→ DIRECTIONS
What you return must be every line from the beginning of the data through the line holding "the Ward dendrogram", unchanged.

-*-*-

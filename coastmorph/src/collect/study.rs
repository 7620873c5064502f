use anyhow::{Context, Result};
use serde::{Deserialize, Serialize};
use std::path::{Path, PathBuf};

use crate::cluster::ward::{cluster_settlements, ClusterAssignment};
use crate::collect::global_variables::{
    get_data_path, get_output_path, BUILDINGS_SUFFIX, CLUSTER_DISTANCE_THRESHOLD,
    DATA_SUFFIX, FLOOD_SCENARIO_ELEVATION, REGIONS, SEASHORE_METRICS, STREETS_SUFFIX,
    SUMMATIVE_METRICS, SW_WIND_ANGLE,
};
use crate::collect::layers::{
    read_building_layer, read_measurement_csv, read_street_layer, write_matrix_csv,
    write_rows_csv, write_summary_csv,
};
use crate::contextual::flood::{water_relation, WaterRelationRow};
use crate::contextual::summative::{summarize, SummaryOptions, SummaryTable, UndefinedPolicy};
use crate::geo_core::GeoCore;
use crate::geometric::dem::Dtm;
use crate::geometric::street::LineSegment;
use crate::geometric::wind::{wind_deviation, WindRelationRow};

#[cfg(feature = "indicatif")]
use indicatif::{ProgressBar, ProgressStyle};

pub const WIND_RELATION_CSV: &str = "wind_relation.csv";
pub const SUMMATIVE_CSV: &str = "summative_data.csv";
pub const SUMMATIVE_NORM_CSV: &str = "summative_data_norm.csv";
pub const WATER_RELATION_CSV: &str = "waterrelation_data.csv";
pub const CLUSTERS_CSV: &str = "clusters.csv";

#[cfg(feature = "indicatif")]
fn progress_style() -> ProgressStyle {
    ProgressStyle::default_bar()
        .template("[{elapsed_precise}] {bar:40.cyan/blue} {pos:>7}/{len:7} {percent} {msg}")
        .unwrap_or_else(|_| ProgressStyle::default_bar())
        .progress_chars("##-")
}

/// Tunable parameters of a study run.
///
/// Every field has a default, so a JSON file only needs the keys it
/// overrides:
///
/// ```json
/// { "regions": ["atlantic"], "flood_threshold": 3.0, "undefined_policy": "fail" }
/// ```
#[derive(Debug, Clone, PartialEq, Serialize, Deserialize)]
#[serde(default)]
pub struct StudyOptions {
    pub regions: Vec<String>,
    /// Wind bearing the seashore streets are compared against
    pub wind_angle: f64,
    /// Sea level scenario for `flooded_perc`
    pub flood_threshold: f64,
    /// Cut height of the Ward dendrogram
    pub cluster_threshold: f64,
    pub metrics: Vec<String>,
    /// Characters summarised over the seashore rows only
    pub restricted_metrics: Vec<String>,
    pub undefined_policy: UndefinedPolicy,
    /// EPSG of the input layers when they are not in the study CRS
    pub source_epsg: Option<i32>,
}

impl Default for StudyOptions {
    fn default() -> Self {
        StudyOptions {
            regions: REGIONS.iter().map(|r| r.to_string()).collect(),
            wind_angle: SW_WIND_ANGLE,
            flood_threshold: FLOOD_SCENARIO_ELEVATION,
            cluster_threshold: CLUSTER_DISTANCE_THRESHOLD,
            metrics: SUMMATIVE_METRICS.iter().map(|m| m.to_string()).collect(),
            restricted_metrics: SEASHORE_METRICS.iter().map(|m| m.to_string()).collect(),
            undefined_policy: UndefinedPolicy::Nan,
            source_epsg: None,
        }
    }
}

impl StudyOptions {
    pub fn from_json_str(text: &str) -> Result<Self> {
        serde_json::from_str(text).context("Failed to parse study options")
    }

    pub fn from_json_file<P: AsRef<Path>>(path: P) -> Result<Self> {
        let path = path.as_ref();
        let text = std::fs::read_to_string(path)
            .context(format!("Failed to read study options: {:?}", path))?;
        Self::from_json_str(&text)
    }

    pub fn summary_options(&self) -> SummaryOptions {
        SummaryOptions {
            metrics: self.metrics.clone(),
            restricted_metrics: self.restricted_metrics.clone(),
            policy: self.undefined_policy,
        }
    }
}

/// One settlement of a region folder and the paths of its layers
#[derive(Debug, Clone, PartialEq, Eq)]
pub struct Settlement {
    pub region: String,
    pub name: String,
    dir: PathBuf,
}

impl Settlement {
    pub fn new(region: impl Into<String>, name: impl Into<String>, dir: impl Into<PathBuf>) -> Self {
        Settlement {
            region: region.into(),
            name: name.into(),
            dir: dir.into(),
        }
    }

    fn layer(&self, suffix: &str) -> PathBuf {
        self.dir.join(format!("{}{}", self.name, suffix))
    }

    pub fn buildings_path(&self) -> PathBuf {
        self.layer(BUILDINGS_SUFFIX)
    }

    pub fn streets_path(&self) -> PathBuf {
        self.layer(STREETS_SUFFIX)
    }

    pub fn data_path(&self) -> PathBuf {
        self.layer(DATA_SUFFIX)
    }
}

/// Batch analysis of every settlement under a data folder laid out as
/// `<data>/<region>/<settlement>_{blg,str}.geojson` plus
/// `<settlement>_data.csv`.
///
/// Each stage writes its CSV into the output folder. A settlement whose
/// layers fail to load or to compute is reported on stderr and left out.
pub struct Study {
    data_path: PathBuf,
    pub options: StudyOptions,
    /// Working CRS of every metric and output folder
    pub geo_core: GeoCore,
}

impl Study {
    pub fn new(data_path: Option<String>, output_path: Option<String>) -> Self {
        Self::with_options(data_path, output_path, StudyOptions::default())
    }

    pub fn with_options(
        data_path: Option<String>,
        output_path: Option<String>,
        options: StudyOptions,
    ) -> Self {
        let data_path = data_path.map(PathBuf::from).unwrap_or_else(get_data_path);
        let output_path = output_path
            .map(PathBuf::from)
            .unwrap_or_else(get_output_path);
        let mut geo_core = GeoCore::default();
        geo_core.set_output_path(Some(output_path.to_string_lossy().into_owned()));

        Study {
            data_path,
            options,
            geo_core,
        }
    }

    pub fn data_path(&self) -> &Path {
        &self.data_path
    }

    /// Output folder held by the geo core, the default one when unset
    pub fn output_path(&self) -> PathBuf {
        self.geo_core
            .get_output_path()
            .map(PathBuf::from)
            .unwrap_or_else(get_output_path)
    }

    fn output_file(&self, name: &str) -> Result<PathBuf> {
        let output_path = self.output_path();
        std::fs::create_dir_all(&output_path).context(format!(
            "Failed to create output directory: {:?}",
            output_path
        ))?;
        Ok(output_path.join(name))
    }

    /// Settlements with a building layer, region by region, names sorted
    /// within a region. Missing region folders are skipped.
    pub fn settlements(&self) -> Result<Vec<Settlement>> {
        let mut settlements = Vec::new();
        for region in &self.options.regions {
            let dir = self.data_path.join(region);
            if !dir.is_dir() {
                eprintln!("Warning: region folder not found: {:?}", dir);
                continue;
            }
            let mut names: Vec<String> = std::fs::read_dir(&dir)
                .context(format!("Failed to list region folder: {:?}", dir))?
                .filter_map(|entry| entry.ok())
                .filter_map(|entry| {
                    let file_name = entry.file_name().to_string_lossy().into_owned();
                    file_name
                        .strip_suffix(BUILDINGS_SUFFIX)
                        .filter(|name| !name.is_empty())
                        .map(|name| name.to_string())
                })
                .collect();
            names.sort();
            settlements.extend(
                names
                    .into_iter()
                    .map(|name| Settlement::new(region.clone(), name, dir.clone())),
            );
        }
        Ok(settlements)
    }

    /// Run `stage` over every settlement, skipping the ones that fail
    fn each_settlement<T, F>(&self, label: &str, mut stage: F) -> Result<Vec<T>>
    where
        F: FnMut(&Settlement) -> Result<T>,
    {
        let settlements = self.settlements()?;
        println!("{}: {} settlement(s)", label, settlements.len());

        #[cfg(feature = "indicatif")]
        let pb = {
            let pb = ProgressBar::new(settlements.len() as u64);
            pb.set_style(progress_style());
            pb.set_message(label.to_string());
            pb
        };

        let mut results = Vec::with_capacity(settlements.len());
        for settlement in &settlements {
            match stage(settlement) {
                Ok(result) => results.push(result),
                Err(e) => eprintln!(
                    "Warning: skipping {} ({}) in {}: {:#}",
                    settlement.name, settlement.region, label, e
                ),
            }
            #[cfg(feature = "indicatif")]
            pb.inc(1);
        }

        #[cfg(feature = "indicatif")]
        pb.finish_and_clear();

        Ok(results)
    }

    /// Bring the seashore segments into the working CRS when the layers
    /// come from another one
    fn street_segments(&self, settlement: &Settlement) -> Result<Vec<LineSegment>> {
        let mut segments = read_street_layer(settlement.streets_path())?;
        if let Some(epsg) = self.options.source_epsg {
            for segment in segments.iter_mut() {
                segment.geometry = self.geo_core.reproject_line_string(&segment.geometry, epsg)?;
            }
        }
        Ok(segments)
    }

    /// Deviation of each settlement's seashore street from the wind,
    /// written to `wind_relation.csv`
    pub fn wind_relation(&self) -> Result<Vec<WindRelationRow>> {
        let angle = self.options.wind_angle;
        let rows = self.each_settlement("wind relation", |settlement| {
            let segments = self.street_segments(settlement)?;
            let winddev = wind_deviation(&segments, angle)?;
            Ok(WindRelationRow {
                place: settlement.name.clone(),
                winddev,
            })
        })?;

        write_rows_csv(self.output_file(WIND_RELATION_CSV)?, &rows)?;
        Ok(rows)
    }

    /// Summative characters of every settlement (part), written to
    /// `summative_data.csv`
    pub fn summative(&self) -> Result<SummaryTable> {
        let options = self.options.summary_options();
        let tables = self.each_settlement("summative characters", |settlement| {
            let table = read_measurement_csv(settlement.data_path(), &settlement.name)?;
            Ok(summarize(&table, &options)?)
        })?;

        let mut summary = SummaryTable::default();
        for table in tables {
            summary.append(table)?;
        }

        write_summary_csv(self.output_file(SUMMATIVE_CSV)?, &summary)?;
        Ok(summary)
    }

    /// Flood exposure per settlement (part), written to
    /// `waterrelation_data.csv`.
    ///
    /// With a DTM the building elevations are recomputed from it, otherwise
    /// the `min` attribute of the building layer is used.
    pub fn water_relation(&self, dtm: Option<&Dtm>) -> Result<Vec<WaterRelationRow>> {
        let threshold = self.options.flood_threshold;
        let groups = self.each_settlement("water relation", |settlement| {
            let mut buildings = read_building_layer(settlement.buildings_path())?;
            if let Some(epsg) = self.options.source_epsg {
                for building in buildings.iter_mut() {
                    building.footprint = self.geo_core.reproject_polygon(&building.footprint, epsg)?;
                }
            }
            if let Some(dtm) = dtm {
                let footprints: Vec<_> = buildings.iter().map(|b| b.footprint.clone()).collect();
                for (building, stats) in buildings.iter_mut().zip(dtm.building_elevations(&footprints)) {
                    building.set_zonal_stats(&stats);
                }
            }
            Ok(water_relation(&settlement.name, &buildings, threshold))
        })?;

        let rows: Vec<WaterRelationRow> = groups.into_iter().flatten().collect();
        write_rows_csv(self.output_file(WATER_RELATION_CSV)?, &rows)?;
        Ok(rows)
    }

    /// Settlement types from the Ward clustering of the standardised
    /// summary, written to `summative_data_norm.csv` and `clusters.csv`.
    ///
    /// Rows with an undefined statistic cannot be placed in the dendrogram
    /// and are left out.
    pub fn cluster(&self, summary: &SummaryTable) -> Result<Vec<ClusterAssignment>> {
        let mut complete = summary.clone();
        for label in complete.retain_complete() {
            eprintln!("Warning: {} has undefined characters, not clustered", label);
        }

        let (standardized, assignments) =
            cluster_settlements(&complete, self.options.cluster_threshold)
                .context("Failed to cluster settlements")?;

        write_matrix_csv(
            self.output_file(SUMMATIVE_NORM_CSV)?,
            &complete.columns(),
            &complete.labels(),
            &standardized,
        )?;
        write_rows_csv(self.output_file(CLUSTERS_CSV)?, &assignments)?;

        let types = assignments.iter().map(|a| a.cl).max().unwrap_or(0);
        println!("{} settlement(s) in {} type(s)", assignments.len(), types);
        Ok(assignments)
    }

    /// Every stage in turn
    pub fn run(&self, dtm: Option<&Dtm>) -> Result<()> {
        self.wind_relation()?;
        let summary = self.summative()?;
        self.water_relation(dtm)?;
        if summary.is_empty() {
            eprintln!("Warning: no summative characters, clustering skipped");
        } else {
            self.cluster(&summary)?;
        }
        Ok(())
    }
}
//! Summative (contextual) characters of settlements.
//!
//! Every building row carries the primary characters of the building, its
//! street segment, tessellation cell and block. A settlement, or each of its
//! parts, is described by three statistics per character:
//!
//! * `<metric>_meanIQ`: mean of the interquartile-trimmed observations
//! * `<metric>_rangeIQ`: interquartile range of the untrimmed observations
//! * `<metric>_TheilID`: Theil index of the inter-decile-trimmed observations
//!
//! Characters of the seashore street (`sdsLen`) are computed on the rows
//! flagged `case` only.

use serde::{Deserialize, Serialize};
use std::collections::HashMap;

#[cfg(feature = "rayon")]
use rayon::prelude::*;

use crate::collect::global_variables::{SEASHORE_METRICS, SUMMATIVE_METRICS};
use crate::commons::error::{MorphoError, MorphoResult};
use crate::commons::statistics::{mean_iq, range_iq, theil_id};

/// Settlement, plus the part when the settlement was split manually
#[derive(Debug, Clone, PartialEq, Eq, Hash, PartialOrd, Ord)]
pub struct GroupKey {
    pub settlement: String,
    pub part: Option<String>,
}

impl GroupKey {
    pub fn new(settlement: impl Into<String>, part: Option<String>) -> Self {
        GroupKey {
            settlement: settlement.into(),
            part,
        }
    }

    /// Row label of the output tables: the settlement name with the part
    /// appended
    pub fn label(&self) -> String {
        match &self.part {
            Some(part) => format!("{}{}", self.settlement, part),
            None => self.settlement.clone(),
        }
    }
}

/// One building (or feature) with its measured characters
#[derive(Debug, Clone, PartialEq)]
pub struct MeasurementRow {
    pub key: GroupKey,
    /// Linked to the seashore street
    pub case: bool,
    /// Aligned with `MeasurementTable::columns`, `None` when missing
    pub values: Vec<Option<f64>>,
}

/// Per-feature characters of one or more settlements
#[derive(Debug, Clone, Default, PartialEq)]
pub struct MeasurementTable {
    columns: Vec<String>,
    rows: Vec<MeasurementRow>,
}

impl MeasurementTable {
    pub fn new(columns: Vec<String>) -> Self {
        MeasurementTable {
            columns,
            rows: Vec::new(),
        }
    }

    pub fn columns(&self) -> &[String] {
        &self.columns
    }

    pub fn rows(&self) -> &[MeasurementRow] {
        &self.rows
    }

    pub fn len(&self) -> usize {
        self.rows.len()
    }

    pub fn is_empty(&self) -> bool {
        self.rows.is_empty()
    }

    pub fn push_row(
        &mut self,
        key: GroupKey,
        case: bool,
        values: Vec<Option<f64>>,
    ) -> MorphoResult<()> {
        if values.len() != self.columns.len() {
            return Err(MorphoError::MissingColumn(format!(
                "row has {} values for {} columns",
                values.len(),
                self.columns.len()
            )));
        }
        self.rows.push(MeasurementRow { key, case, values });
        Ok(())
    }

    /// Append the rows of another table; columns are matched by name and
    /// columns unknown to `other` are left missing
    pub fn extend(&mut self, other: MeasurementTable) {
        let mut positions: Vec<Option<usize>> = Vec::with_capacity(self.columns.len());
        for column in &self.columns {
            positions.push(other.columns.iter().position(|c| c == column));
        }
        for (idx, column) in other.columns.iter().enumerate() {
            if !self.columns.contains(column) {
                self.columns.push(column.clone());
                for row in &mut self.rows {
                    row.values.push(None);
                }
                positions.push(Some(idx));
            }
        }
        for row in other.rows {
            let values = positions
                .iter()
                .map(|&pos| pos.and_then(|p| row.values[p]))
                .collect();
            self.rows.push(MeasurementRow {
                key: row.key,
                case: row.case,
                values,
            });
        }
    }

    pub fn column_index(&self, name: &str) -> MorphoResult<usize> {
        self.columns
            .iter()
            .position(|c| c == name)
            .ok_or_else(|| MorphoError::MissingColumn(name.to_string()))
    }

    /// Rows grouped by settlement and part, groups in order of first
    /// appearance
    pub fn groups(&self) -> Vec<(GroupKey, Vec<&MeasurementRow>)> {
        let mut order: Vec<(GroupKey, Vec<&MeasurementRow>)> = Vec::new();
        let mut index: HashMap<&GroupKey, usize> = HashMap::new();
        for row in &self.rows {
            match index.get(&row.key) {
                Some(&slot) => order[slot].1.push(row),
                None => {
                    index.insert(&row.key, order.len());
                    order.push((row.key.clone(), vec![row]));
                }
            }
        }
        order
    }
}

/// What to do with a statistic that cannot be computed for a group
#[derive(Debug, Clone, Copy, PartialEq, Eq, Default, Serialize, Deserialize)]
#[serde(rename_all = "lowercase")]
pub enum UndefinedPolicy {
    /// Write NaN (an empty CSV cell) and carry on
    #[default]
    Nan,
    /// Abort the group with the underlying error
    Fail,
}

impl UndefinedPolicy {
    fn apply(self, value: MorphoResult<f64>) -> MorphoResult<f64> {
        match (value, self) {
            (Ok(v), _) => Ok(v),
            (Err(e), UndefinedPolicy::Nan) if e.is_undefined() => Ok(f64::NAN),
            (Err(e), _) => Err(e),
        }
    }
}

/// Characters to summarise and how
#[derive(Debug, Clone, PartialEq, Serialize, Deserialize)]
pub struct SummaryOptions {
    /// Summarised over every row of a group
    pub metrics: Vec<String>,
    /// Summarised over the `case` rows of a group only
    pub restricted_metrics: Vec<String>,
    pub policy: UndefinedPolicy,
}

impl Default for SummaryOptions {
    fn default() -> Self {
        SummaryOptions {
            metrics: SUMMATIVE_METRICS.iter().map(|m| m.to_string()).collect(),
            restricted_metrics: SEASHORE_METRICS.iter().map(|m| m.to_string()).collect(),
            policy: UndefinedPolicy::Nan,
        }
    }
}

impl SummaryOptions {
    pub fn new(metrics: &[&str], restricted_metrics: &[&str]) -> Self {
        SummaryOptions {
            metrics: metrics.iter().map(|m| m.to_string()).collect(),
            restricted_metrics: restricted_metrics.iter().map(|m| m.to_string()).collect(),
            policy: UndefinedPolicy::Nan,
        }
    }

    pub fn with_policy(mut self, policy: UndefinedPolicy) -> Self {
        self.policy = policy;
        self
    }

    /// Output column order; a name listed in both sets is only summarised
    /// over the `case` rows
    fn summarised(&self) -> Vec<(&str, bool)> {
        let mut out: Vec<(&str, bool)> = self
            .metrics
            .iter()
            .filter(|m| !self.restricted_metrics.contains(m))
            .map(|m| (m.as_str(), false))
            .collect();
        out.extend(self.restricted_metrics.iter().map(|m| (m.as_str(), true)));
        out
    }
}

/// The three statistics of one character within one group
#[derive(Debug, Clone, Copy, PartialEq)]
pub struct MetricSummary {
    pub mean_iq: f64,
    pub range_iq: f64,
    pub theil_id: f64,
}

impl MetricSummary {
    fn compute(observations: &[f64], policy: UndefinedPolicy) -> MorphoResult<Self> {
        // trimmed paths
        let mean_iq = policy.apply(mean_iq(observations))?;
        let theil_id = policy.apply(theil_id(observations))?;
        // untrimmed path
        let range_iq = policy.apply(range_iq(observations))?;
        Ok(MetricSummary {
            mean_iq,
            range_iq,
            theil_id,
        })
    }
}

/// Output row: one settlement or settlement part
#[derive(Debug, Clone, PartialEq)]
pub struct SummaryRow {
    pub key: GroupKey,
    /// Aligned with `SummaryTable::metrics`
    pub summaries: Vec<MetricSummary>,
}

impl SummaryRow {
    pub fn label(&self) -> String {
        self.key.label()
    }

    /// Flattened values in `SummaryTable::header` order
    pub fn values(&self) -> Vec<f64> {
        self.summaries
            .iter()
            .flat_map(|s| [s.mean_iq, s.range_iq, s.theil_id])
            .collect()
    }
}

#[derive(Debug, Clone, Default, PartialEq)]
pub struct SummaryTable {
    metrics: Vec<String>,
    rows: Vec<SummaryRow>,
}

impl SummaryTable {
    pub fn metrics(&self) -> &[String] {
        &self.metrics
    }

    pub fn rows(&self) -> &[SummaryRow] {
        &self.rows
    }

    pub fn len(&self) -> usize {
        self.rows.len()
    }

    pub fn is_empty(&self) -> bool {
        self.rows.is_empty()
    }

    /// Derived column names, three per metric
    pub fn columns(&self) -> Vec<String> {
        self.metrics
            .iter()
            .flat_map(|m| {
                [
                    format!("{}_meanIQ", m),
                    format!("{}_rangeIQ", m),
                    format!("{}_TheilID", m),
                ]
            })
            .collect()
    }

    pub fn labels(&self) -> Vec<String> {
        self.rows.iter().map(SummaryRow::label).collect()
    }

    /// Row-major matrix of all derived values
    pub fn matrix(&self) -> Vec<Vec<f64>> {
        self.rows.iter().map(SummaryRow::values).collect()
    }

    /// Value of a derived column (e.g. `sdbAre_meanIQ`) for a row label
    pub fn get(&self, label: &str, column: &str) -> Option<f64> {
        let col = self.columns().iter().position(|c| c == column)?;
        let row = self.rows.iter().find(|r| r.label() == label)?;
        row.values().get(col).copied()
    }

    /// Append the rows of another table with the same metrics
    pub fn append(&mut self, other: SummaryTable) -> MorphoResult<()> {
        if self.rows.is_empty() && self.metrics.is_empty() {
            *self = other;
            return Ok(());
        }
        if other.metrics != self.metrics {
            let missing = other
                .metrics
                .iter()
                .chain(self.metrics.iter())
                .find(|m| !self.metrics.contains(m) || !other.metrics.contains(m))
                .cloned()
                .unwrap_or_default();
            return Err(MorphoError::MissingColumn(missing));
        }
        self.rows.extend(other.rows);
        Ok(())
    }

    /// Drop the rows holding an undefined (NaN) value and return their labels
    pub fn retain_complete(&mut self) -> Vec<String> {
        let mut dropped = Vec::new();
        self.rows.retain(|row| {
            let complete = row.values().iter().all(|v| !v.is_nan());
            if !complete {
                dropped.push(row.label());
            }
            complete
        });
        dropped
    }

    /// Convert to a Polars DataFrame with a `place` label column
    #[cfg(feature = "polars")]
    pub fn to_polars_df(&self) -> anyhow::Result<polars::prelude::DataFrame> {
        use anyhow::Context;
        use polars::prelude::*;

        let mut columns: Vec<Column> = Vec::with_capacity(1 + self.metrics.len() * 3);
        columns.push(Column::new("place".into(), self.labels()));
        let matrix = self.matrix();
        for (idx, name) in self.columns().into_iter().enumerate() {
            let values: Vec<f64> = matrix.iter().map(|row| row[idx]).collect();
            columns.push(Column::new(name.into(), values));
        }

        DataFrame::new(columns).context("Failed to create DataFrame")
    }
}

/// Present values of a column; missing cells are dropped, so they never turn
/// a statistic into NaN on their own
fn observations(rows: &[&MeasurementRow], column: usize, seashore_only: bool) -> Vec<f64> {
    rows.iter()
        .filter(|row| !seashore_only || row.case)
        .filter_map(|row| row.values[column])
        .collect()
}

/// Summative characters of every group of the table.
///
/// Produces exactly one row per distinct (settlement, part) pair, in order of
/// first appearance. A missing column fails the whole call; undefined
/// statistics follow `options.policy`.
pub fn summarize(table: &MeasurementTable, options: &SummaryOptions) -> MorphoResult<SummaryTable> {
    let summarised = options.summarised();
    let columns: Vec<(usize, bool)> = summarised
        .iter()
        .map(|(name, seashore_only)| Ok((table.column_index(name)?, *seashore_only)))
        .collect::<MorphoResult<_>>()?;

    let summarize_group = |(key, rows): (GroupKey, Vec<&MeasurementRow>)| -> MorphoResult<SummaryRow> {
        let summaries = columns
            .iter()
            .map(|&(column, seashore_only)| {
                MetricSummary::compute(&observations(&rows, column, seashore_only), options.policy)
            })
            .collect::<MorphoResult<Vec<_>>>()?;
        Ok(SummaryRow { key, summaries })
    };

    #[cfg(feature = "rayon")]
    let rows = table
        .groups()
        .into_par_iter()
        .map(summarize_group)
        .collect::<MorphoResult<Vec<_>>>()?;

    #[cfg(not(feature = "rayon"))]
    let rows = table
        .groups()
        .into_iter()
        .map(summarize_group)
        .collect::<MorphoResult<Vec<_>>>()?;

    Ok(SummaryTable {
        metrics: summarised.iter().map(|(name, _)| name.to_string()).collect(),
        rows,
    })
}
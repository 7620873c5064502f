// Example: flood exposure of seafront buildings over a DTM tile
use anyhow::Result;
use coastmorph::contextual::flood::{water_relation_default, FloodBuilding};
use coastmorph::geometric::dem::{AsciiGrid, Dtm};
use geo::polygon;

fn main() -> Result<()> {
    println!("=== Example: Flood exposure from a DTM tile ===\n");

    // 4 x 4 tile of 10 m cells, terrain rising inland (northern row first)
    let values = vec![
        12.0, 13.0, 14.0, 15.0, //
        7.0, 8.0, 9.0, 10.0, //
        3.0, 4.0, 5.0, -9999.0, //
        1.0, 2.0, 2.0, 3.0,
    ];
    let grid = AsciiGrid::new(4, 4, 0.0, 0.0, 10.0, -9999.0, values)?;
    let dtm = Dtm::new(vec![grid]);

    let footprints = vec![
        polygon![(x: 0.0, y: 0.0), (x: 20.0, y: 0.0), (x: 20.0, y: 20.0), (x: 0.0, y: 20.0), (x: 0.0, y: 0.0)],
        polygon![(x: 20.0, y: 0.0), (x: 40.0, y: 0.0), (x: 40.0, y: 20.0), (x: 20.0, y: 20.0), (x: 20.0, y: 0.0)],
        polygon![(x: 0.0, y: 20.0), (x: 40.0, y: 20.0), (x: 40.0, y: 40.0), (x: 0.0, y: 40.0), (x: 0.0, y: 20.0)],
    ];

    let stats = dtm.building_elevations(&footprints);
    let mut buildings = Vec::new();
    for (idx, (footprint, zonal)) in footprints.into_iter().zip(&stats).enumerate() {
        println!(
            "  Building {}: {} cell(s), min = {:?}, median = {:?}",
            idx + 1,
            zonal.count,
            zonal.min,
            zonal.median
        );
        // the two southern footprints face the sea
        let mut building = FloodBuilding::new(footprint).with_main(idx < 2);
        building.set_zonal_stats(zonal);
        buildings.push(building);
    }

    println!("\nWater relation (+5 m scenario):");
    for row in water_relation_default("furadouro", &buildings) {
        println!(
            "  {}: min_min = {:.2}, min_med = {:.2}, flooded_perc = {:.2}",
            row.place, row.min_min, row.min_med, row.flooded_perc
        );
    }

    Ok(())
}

-*-*-

→ ANSWER TO THIS PROBLEM
filename coastmorph/src/collect/study.rs
repository 7620873c5064502f
use anyhow::{Context, Result};
use serde::{Deserialize, Serialize};
use std::path::{Path, PathBuf};

use crate::cluster::ward::{cluster_settlements, ClusterAssignment};
use crate::collect::global_variables::{
    get_data_path, get_output_path, BUILDINGS_SUFFIX, CLUSTER_DISTANCE_THRESHOLD,
    DATA_SUFFIX, FLOOD_SCENARIO_ELEVATION, REGIONS, SEASHORE_METRICS, STREETS_SUFFIX,
    SUMMATIVE_METRICS, SW_WIND_ANGLE,
};
use crate::collect::layers::{
    read_building_layer, read_measurement_csv, read_street_layer, write_matrix_csv,
    write_rows_csv, write_summary_csv,
};
use crate::contextual::flood::{water_relation, WaterRelationRow};
use crate::contextual::summative::{summarize, SummaryOptions, SummaryTable, UndefinedPolicy};
use crate::geo_core::GeoCore;
use crate::geometric::dem::Dtm;
use crate::geometric::street::LineSegment;
use crate::geometric::wind::{wind_deviation, WindRelationRow};

#[cfg(feature = "indicatif")]
use indicatif::{ProgressBar, ProgressStyle};

pub const WIND_RELATION_CSV: &str = "wind_relation.csv";
pub const SUMMATIVE_CSV: &str = "summative_data.csv";
pub const SUMMATIVE_NORM_CSV: &str = "summative_data_norm.csv";
pub const WATER_RELATION_CSV: &str = "waterrelation_data.csv";
pub const CLUSTERS_CSV: &str = "clusters.csv";

#[cfg(feature = "indicatif")]
fn progress_style() -> ProgressStyle {
    ProgressStyle::default_bar()
        .template("[{elapsed_precise}] {bar:40.cyan/blue} {pos:>7}/{len:7} {percent} {msg}")
        .unwrap_or_else(|_| ProgressStyle::default_bar())
        .progress_chars("##-")
}

/// Tunable parameters of a study run.
///
/// Every field has a default, so a JSON file only needs the keys it
/// overrides:
///
/// ```json
/// { "regions": ["atlantic"], "flood_threshold": 3.0, "undefined_policy": "fail" }
/// ```
#[derive(Debug, Clone, PartialEq, Serialize, Deserialize)]
#[serde(default)]
pub struct StudyOptions {
    pub regions: Vec<String>,
    /// Wind bearing the seashore streets are compared against
    pub wind_angle: f64,
    /// Sea level scenario for `flooded_perc`
    pub flood_threshold: f64,
    /// Cut height of the Ward dendrogram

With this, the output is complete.